Galaxy gas as obscurer: I. GRBs x-ray galaxies and find a N_H ~ M* relation

TL;DR

This study uses X-ray observations of 844 GRB afterglows to investigate the gas content in high-redshift galaxies, revealing a consistent relation between galaxy stellar mass and gas column density, primarily on galaxy scales.

Contribution

It introduces a novel method linking GRB X-ray absorption to galaxy gas properties, establishing a new empirical $N_H$-stellar mass relation and comparing it with simulations.

Findings

The $N_H$ distribution shows no evolution with redshift.

A power-law relation between $N_H$ and stellar mass is established.

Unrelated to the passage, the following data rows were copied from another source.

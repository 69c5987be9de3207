/// Metric points and their line-protocol encoding.
///
/// A point renders as
///
///   iotop,hostname=H,user=U,command=C diskread=R,diskwrite=W,swapin=S,io=I NANOS
///
/// with the tags and fields always present and always in that order.  Field values are printed as
/// plain decimals that always contain a '.', so that the database types them as floats from the
/// first point on.  Tag values are escaped the line-protocol way.

use crate::extract::SampleRecord;
use crate::timestamp::ResolvedTimestamp;

use std::fmt;

pub const MEASUREMENT: &str = "iotop";

#[derive(Debug, Clone, PartialEq)]
pub struct MetricPoint {
    pub measurement: &'static str,
    pub tags: [(&'static str, String); 3],
    pub fields: [(&'static str, f64); 4],
    pub timestamp: ResolvedTimestamp,
}

/// Build the point for one sample.  The process ID, priority and full command line are not
/// carried; the tag set would otherwise grow without bound.

pub fn encode(record: &SampleRecord, ts: ResolvedTimestamp, hostname: &str) -> MetricPoint {
    MetricPoint {
        measurement: MEASUREMENT,
        tags: [
            ("hostname", hostname.to_string()),
            ("user", record.user.to_string()),
            ("command", record.command.to_string()),
        ],
        fields: [
            ("diskread", record.disk_read),
            ("diskwrite", record.disk_write),
            ("swapin", record.swapin),
            ("io", record.io),
        ],
        timestamp: ts,
    }
}

impl fmt::Display for MetricPoint {
    fn fmt(&self, f: &mut fmt::Formatter<'_>) -> fmt::Result {
        f.write_str(self.measurement)?;
        for (k, v) in &self.tags {
            write!(f, ",{k}=")?;
            write_tag_value(f, v)?;
        }
        let mut sep = " ";
        for (k, v) in &self.fields {
            write!(f, "{sep}{k}={}", format_float(*v))?;
            sep = ",";
        }
        write!(f, " {}", self.timestamp.nanos())
    }
}

// Comma, equals and space would end the tag value early, and so would a backslash in front of
// one of them or at the very end.  An empty value is not allowed at all.
fn write_tag_value(f: &mut fmt::Formatter<'_>, v: &str) -> fmt::Result {
    if v.is_empty() {
        return f.write_str("_");
    }
    let mut chars = v.chars().peekable();
    while let Some(c) = chars.next() {
        match c {
            ',' | '=' | ' ' => f.write_str("\\")?,
            '\\' if matches!(chars.peek(), None | Some(',' | '=' | ' ')) => f.write_str("\\")?,
            _ => {}
        }
        write!(f, "{c}")?;
    }
    Ok(())
}

/// Format a float as a decimal literal that reads back as a float: 0 becomes "0.0", 44.15 stays
/// "44.15".

pub fn format_float(v: f64) -> String {
    let s = v.to_string();
    if !v.is_finite() || s.contains('.') {
        s
    } else {
        s + ".0"
    }
}

#[cfg(test)]
use chrono::NaiveDate;

#[cfg(test)]
fn point_for(line: &str, hostname: &str) -> MetricPoint {
    let date = NaiveDate::from_ymd_opt(2023, 5, 1).unwrap();
    let ts = crate::timestamp::resolve(date, line, crate::timestamp::DEFAULT_OFFSET_SECONDS).unwrap();
    encode(&crate::extract::extract(line).unwrap(), ts, hostname)
}

#[test]
fn test_encode_txg_sync() {
    let p = point_for(
        "20:04:37   911 be/4 root        0.00 B/s    0.00 B/s  0.00 % 44.15 % [txg_sync]",
        "host1",
    );
    assert!(
        p.to_string()
            == "iotop,hostname=host1,user=root,command=[txg_sync] diskread=0.0,diskwrite=0.0,swapin=0.0,io=44.15 1682967877000000000"
    );
}

#[test]
fn test_encode_order_and_values() {
    let p = point_for(
        "20:04:38  533559 be/4 www-data   12.50 M/s    3.00 B/s  1.00 %  0.47 % nginx: worker process",
        "web-1.example.org",
    );
    assert!(p.measurement == "iotop");
    assert!(p.tags.iter().map(|(k, _)| *k).collect::<Vec<_>>() == vec!["hostname", "user", "command"]);
    assert!(
        p.fields.iter().map(|(k, _)| *k).collect::<Vec<_>>()
            == vec!["diskread", "diskwrite", "swapin", "io"]
    );
    assert!(
        p.to_string()
            == "iotop,hostname=web-1.example.org,user=www-data,command=nginx: diskread=12.5,diskwrite=3.0,swapin=1.0,io=0.47 1682967878000000000"
    );
}

#[test]
fn test_tag_escaping() {
    let p = MetricPoint {
        measurement: MEASUREMENT,
        tags: [
            ("hostname", "my host".to_string()),
            ("user", "".to_string()),
            ("command", "a,b=c".to_string()),
        ],
        fields: [("diskread", 1.0), ("diskwrite", 0.0), ("swapin", 0.0), ("io", 0.0)],
        timestamp: ResolvedTimestamp::from_nanos(5),
    };
    assert!(
        p.to_string()
            == "iotop,hostname=my\\ host,user=_,command=a\\,b\\=c diskread=1.0,diskwrite=0.0,swapin=0.0,io=0.0 5"
    );
}

#[test]
fn test_tag_trailing_backslash() {
    let p = point_for(
        "20:04:37   911 be/4 root        0.00 B/s    0.00 B/s  0.00 %  1.00 % cmd\\",
        "host1",
    );
    assert!(
        p.to_string()
            == "iotop,hostname=host1,user=root,command=cmd\\\\ diskread=0.0,diskwrite=0.0,swapin=0.0,io=1.0 1682967877000000000"
    );

    // Only a backslash that could swallow a separator is doubled.
    let p = MetricPoint {
        measurement: MEASUREMENT,
        tags: [
            ("hostname", "h".to_string()),
            ("user", "u".to_string()),
            ("command", "a\\b\\ c".to_string()),
        ],
        fields: [("diskread", 0.0), ("diskwrite", 0.0), ("swapin", 0.0), ("io", 0.0)],
        timestamp: ResolvedTimestamp::from_nanos(1),
    };
    assert!(
        p.to_string()
            == "iotop,hostname=h,user=u,command=a\\b\\\\\\ c diskread=0.0,diskwrite=0.0,swapin=0.0,io=0.0 1"
    );
}

#[test]
fn test_format_float() {
    assert!(format_float(0.0) == "0.0");
    assert!(format_float(44.15) == "44.15");
    assert!(format_float(100.0) == "100.0");
    assert!(format_float(0.47) == "0.47");
    assert!(format_float(123456789.0) == "123456789.0");
}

Galaxy-scale gas primarily causes GRB obscuration.

Abstract

An important constraint for galaxy evolution models is how much gas resides in galaxies, in particular at the peak of star formation z=1-3. We attempt a novel approach by letting long-duration Gamma Ray Bursts (LGRBs) x-ray their host galaxies and deliver column densities to us. This requires a good understanding of the obscurer and biases introduced by incomplete follow-up observations. We analyse the X-ray afterglow of all 844 Swift LGRBs to date for their column density $N_H$. To derive the population properties we propagate all uncertainties in a consistent Bayesian methodology. The $N_H$ distribution covers the $10^{20-23}\mathrm{cm}^{-2}$ range and shows no evolutionary effect. Higher obscurations, e.g. Compton-thick columns, could have been detected but are not observed. The $N_H$ distribution is consistent with sources randomly populating a ellipsoidal gas cloud of major axis $N_H^\text{major}=10^{23}\mathrm{cm}^{-2}$ with 0.22 dex intrinsic scatter between objects. The unbiased SHOALS survey of afterglows and hosts allows us to constrain the relation between Spitzer-derived stellar masses and X-ray derived column densities $N_H$. We find a well-constrained powerlaw relation of $N_H=10^{21.7}\mathrm{cm}^{-2}\times\left(M_{\star}/10^{9.5}M_{\odot}\right)^{1/3}$, with 0.5 dex intrinsic scatter between objects. The Milky Way and the Magellanic clouds also follow this relation. From the geometry of the obscurer, its stellar mass dependence and comparison with local galaxies we conclude that LGRBs are primarily obscured by galaxy-scale gas. Ray tracing of simulated Illustris galaxies reveals a relation of the same normalisation, but a steeper stellar-mass dependence and mild redshift evolution. Our new approach provides valuable insight into the gas residing in high-redshift galaxies.